Sections

Commentary

Op-ed

How Far Can IndraDhanush Go?

Swarajya

Content from the Brookings Institution India Center is now archived. After seven years of an impactful partnership, as of September 11, 2020, Brookings India is now the Centre for Social and Economic Progress, an independent public policy institution based in India.

Finance Minister Arun Jaitley recently announced the Indradhanush framework – a reform structure for transforming the public sector banks. Subir Gokarn (Director of Research, Brookings India and former Deputy Governor, Reserve Bank of India) spoke to the Swarajya Research Team to find out what he thinks of this new initiative of the government.

How is IndraDhanush different or not from banking reforms of previous governments?
Public sector banks in India are dealing with a number of challenges today. Over the next four years, they will have to mobilize large amounts of capital to comply with Basel III adequacy norms. During this process, they will also have to deal with a huge attrition of people due to a bunching of retirements.

Currently, they are dealing with a massive burden of bad assets. And, through all this, there are questions of autonomy and interference. A rather complicated situation to try and resolve all at once! As a strategic approach, IndraDhanush, encompassing seven elements, does take a comprehensive view of the problems and suggests a series of measures to deal with them. Not all the problems are addressed with equal emphasis, in my view, but as a framework into which internally consistent measures can be incorporated, it is a positive start.

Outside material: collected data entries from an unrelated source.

//! Analytics sinks: one that writes to the `tracing` log, one that keeps
//! events in memory.

use std::sync::{Mutex, PoisonError};

use chrono::{DateTime, Utc};
use tracing::info;

use super::Analytics;

/// Logs every analytics event under the `analytics` target.
#[derive(Debug, Default, Clone)]
pub struct TracingAnalytics;

impl TracingAnalytics {
    pub fn new() -> Self {
        Self
    }
}

impl Analytics for TracingAnalytics {
    fn record(&self, event: &str, payload: serde_json::Value) {
        info!(target: "analytics", event, %payload, "[Analytics] {}", event);
    }
}

/// One event captured by `RecordingAnalytics`.
#[derive(Debug, Clone, PartialEq)]
pub struct RecordedEvent {
    pub name: String,
    pub payload: serde_json::Value,
    pub recorded_at: DateTime<Utc>,
}

/// Buffers events in memory until drained.
#[derive(Debug, Default)]
pub struct RecordingAnalytics {
    events: Mutex<Vec<RecordedEvent>>,
}

impl RecordingAnalytics {
    pub fn new() -> Self {
        Self::default()
    }

    pub fn events(&self) -> Vec<RecordedEvent> {
        self.events
            .lock()
            .unwrap_or_else(PoisonError::into_inner)
            .clone()
    }

    /// Event names in recording order.
    pub fn names(&self) -> Vec<String> {
        self.events
            .lock()
            .unwrap_or_else(PoisonError::into_inner)
            .iter()
            .map(|e| e.name.clone())
            .collect()
    }

    /// Most recent event with `name`.
    pub fn last(&self, name: &str) -> Option<RecordedEvent> {
        self.events
            .lock()
            .unwrap_or_else(PoisonError::into_inner)
            .iter()
            .rev()
            .find(|e| e.name == name)
            .cloned()
    }

    /// Take every buffered event, leaving the buffer empty.
    pub fn drain(&self) -> Vec<RecordedEvent> {
        std::mem::take(&mut *self.events.lock().unwrap_or_else(PoisonError::into_inner))
    }
}

impl Analytics for RecordingAnalytics {
    fn record(&self, event: &str, payload: serde_json::Value) {
        self.events
            .lock()
            .unwrap_or_else(PoisonError::into_inner)
            .push(RecordedEvent {
                name: event.to_string(),
                payload,
                recorded_at: Utc::now(),
            });
    }
}
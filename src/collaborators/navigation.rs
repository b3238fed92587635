//! Navigation stand-in that logs where the app would go next.

use std::sync::Mutex;
use std::sync::PoisonError;

use async_trait::async_trait;
use tracing::info;

use super::AppNavigation;
use crate::error::NavigationError;
use crate::exit::Destination;

/// Logs each destination and remembers the history.
#[derive(Debug, Default)]
pub struct LogNavigation {
    history: Mutex<Vec<Destination>>,
}

impl LogNavigation {
    pub fn new() -> Self {
        Self::default()
    }

    /// Destinations signalled so far, oldest first.
    pub fn history(&self) -> Vec<Destination> {
        self.history
            .lock()
            .unwrap_or_else(PoisonError::into_inner)
            .clone()
    }
}

#[async_trait]
impl AppNavigation for LogNavigation {
    async fn proceed_to(&self, destination: Destination) -> Result<(), NavigationError> {
        let message = match destination {
            Destination::MainApp => "Leaving onboarding for the main app",
            Destination::SignUp => "Redirecting to sign-up",
            Destination::Login => "Redirecting to login",
        };
        info!(%destination, "{}", message);
        self.history
            .lock()
            .unwrap_or_else(PoisonError::into_inner)
            .push(destination);
        Ok(())
    }
}

#[cfg(test)]
mod tests {
    use super::*;

    #[tokio::test]
    async fn history_keeps_order() {
        let nav = LogNavigation::new();
        nav.proceed_to(Destination::SignUp).await.unwrap();
        nav.proceed_to(Destination::MainApp).await.unwrap();
        assert_eq!(nav.history(), vec![Destination::SignUp, Destination::MainApp]);
    }
}
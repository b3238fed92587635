//! Collaborator seams for everything the carousel talks to but does not own.
//!
//! The navigator and input router only ever see these traits, so a real UI,
//! an analytics pipeline, or a test double can be swapped in at startup.

pub mod analytics;
pub mod navigation;
pub mod store;
pub mod view;

use std::sync::Arc;
use std::time::Duration;

use async_trait::async_trait;

use crate::error::{NavigationError, PresentationError, StoreError};
use crate::exit::Destination;
use crate::state::ScreenChange;

pub use analytics::{RecordedEvent, RecordingAnalytics, TracingAnalytics};
pub use navigation::LogNavigation;
pub use store::MemoryStore;
pub use view::{Element, ViewModel, ViewSnapshot};

/// Renders carousel state. The carousel never knows how.
#[async_trait]
pub trait Presentation: Send + Sync {
    /// Show `change.to`, letting the previous screen leave.
    fn set_active_screen(&self, change: ScreenChange) -> Result<(), PresentationError>;

    /// Mark exactly one indicator dot as active.
    fn set_indicator(&self, index: usize) -> Result<(), PresentationError>;

    fn set_button_label(&self, label: &str) -> Result<(), PresentationError>;

    fn set_logo_visible(&self, visible: bool) -> Result<(), PresentationError>;

    /// Start the exit transition. Resolving early is allowed; the caller
    /// still waits out `duration` before continuing.
    async fn play_exit_animation(&self, duration: Duration) -> Result<(), PresentationError>;

    /// Undo the exit transition so the carousel can be shown again.
    fn restore_view(&self) -> Result<(), PresentationError> {
        Ok(())
    }
}

/// Analytics sink. Fire-and-forget: never blocks, never fails back.
pub trait Analytics: Send + Sync {
    fn record(&self, event: &str, payload: serde_json::Value);
}

/// The rest of the application, reached once onboarding is left.
#[async_trait]
pub trait AppNavigation: Send + Sync {
    async fn proceed_to(&self, destination: Destination) -> Result<(), NavigationError>;
}

/// Persistence for the single "has seen onboarding" flag.
#[async_trait]
pub trait OnboardingStore: Send + Sync {
    async fn has_seen_onboarding(&self) -> Result<bool, StoreError>;

    async fn mark_seen_onboarding(&self) -> Result<(), StoreError>;
}

/// Collaborators handed to the input router at construction.
#[derive(Clone)]
pub struct OnboardingDeps {
    pub presentation: Arc<dyn Presentation>,
    pub analytics: Arc<dyn Analytics>,
    pub navigation: Arc<dyn AppNavigation>,
    pub store: Arc<dyn OnboardingStore>,
}

impl OnboardingDeps {
    /// Headless deps: an in-memory view, tracing analytics, logged navigation
    /// and an in-memory flag store.
    pub fn headless() -> (Self, Arc<ViewModel>) {
        let view = Arc::new(ViewModel::new());
        let deps = Self {
            presentation: Arc::clone(&view) as Arc<dyn Presentation>,
            analytics: Arc::new(TracingAnalytics::new()),
            navigation: Arc::new(LogNavigation::new()),
            store: Arc::new(MemoryStore::new()),
        };
        (deps, view)
    }
}

impl std::fmt::Debug for OnboardingDeps {
    fn fmt(&self, f: &mut std::fmt::Formatter<'_>) -> std::fmt::Result {
        f.debug_struct("OnboardingDeps").finish_non_exhaustive()
    }
}
//! Screen descriptors and the fixed screen table.

use serde::{Deserialize, Serialize};

use crate::error::ConfigError;

/// Analytics names of the default screens, in display order.
pub const DEFAULT_SCREEN_NAMES: [&str; 3] = ["welcome", "service_providers", "management_tools"];

/// Name reported for an index outside the table.
pub const UNKNOWN_SCREEN: &str = "unknown";

/// Primary button label on every screen but the last.
pub const NEXT_LABEL: &str = "Next";

/// Primary button label on the last screen.
pub const GET_STARTED_LABEL: &str = "Get Started";

/// One step of the onboarding sequence. Immutable for the session.
#[derive(Debug, Clone, PartialEq, Eq, Serialize, Deserialize)]
pub struct ScreenDescriptor {
    pub index: usize,
    /// Identifier used in analytics payloads.
    pub name: String,
    /// The logo is only shown on the first screen.
    pub is_first: bool,
    /// The primary button reads "Get Started" on the last screen.
    pub is_last: bool,
}

impl ScreenDescriptor {
    /// Label the primary button should carry while this screen is active.
    pub fn button_label(&self) -> &'static str {
        if self.is_last {
            GET_STARTED_LABEL
        } else {
            NEXT_LABEL
        }
    }

    pub fn logo_visible(&self) -> bool {
        self.is_first
    }
}

/// Ordered, non-empty list of screens.
#[derive(Debug, Clone, PartialEq, Eq)]
pub struct ScreenTable {
    screens: Vec<ScreenDescriptor>,
}

impl ScreenTable {
    /// Build a table from screen names. Fails on an empty list.
    pub fn new<I, S>(names: I) -> Result<Self, ConfigError>
    where
        I: IntoIterator<Item = S>,
        S: Into<String>,
    {
        let names: Vec<String> = names.into_iter().map(Into::into).collect();
        if names.is_empty() {
            return Err(ConfigError::EmptyScreenTable);
        }

        let last = names.len() - 1;
        let screens = names
            .into_iter()
            .enumerate()
            .map(|(index, name)| ScreenDescriptor {
                index,
                name,
                is_first: index == 0,
                is_last: index == last,
            })
            .collect();

        Ok(Self { screens })
    }

    pub fn len(&self) -> usize {
        self.screens.len()
    }

    pub fn is_empty(&self) -> bool {
        self.screens.is_empty()
    }

    pub fn get(&self, index: usize) -> Option<&ScreenDescriptor> {
        self.screens.get(index)
    }

    /// Analytics name for `index`, or `"unknown"` when out of range.
    pub fn name(&self, index: usize) -> &str {
        self.get(index)
            .map(|s| s.name.as_str())
            .unwrap_or(UNKNOWN_SCREEN)
    }

    pub fn last_index(&self) -> usize {
        self.screens.len() - 1
    }

    pub fn iter(&self) -> impl Iterator<Item = &ScreenDescriptor> {
        self.screens.iter()
    }
}

impl Default for ScreenTable {
    fn default() -> Self {
        let screens = DEFAULT_SCREEN_NAMES
            .iter()
            .enumerate()
            .map(|(index, name)| ScreenDescriptor {
                index,
                name: (*name).to_string(),
                is_first: index == 0,
                is_last: index == DEFAULT_SCREEN_NAMES.len() - 1,
            })
            .collect();
        Self { screens }
    }
}

#[cfg(test)]
mod tests {
    use super::*;

    #[test]
    fn default_table_has_three_named_screens() {
        let table = ScreenTable::default();
        assert_eq!(table.len(), 3);
        assert_eq!(table.name(0), "welcome");
        assert_eq!(table.name(1), "service_providers");
        assert_eq!(table.name(2), "management_tools");
        assert_eq!(table.last_index(), 2);
    }

    #[test]
    fn out_of_range_name_is_unknown() {
        let table = ScreenTable::default();
        assert_eq!(table.name(3), UNKNOWN_SCREEN);
        assert_eq!(table.name(usize::MAX), UNKNOWN_SCREEN);
        assert!(table.get(3).is_none());
    }

    #[test]
    fn first_and_last_flags() {
        let table = ScreenTable::default();
        let flags: Vec<(bool, bool)> = table.iter().map(|s| (s.is_first, s.is_last)).collect();
        assert_eq!(flags, vec![(true, false), (false, false), (false, true)]);
    }

    #[test]
    fn labels_and_logo_follow_position() {
        let table = ScreenTable::default();
        assert_eq!(table.get(0).unwrap().button_label(), NEXT_LABEL);
        assert_eq!(table.get(1).unwrap().button_label(), NEXT_LABEL);
        assert_eq!(table.get(2).unwrap().button_label(), GET_STARTED_LABEL);

        assert!(table.get(0).unwrap().logo_visible());
        assert!(!table.get(1).unwrap().logo_visible());
        assert!(!table.get(2).unwrap().logo_visible());
    }

    #[test]
    fn new_matches_default_for_default_names() {
        let table = ScreenTable::new(DEFAULT_SCREEN_NAMES).unwrap();
        assert_eq!(table, ScreenTable::default());
    }

    #[test]
    fn single_screen_is_first_and_last() {
        let table = ScreenTable::new(["only"]).unwrap();
        let screen = table.get(0).unwrap();
        assert!(screen.is_first);
        assert!(screen.is_last);
        assert_eq!(screen.button_label(), GET_STARTED_LABEL);
    }

    #[test]
    fn empty_table_is_rejected() {
        let err = ScreenTable::new(Vec::<String>::new()).unwrap_err();
        assert!(matches!(err, ConfigError::EmptyScreenTable));
    }
}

What would be the implications of the government still holding more than 50% stake in the concerned banks? How contingent are other reforms of the scheme on this one measure?
It will certainly constrain their ability to raise the required capital, unless the government provides it. If it has to be generated internally, there will be a premium on profitability which would require significant human resources and autonomy for the leadership.

Essentially, the pressure on all the other components of the strategy will increase in the absence of a change in the ownership pattern. This doesn’t mean that it’s impossible; just a lot more difficult and risky.

If IndraDhanush is successful as a policy, how long is the lag period likely to be before results start showing?
It really is a strategy for structural change, so the returns will be visible over the medium to long term – 3 to 5 years. But, we should begin to see some early indications of success – for example, credible signals towards autonomy and the governance framework that was laid out can happen quite soon.

If a bad bank is being considered to help re‐structure balance sheets, this should result in higher lending and profitability. Getting talent from outside, not just at the MD level but below it as well would be another indication of progress. In essence, there are some input and effort based indicators that will show early success, while the outcome based indicators will be visible over a longer horizon.

With allocation of tranches as under IndraDhanush, do the concerned banks have any incentive to rectify their working structure and create their own capital?
There must be credible threat against leaders and management that the capital infusion is not the end of the story. Performance must be rewarded and under‐performing banks should believe that their future is at some risk if the situation persists. Clearly, when it comes to consolidation and closure of decisions, political battles will have to be fought. But, even if this becomes a binding constraint, some visibly differential treatment between high and low performers is a must.

Which sector of the economy is IndraDhanush most likely to benefit? Agriculture, manufacturing or services?
I don’t think this is the right way to look at success. To the extent that well‐run and autonomous banks will make the right credit and investment decisions, the overall efficiency of capital allocation will increase, which should translate into a higher rate of GDP growth with any given level of investment. However, to the extent that even good prospect borrowers in, say, the SME sector are finding it difficult to access credit because of the current constraints on lending, this might be a sector that benefits. The main thing is that good borrowers will benefit.

One can argue that in India, allocations of funds and appointments of people on posts are seen as ends in themselves, whereas they are only the first steps in the realisation of a programme. Do you see a similar flaw in IndraDhanush as well?
As I said, there are several explicit dimensions to Indradhanush, but there are some critical implicit ones as well. The point you are raising in the question is one of these. No strategy is going to work unless a clear distinction between objectives and instruments – means and ends – is made and maintained throughout the process. All the people concerned with implementation must recognize and comply with this.

Is there something in IndraDhanush which you identify as the result of PM Modi’s personal intervention?
Prime Minister Modi has personally championed the Jan Dhan Yojana, both in terms of expanding access to the banking system for all Indians and creating credit, pension and insurance products that can flow through the access pipeline. For this mission to succeed, banks need to be healthy and profitable. Presumably, this is what Indrdhanush is intended to achieve.

This interview first appeared in Swarajya magazine on September 15, 2015. Like other products of the Brookings Institution India Center, this is intended to contribute to discussion and stimulate debate on important issues. The views are those of the author.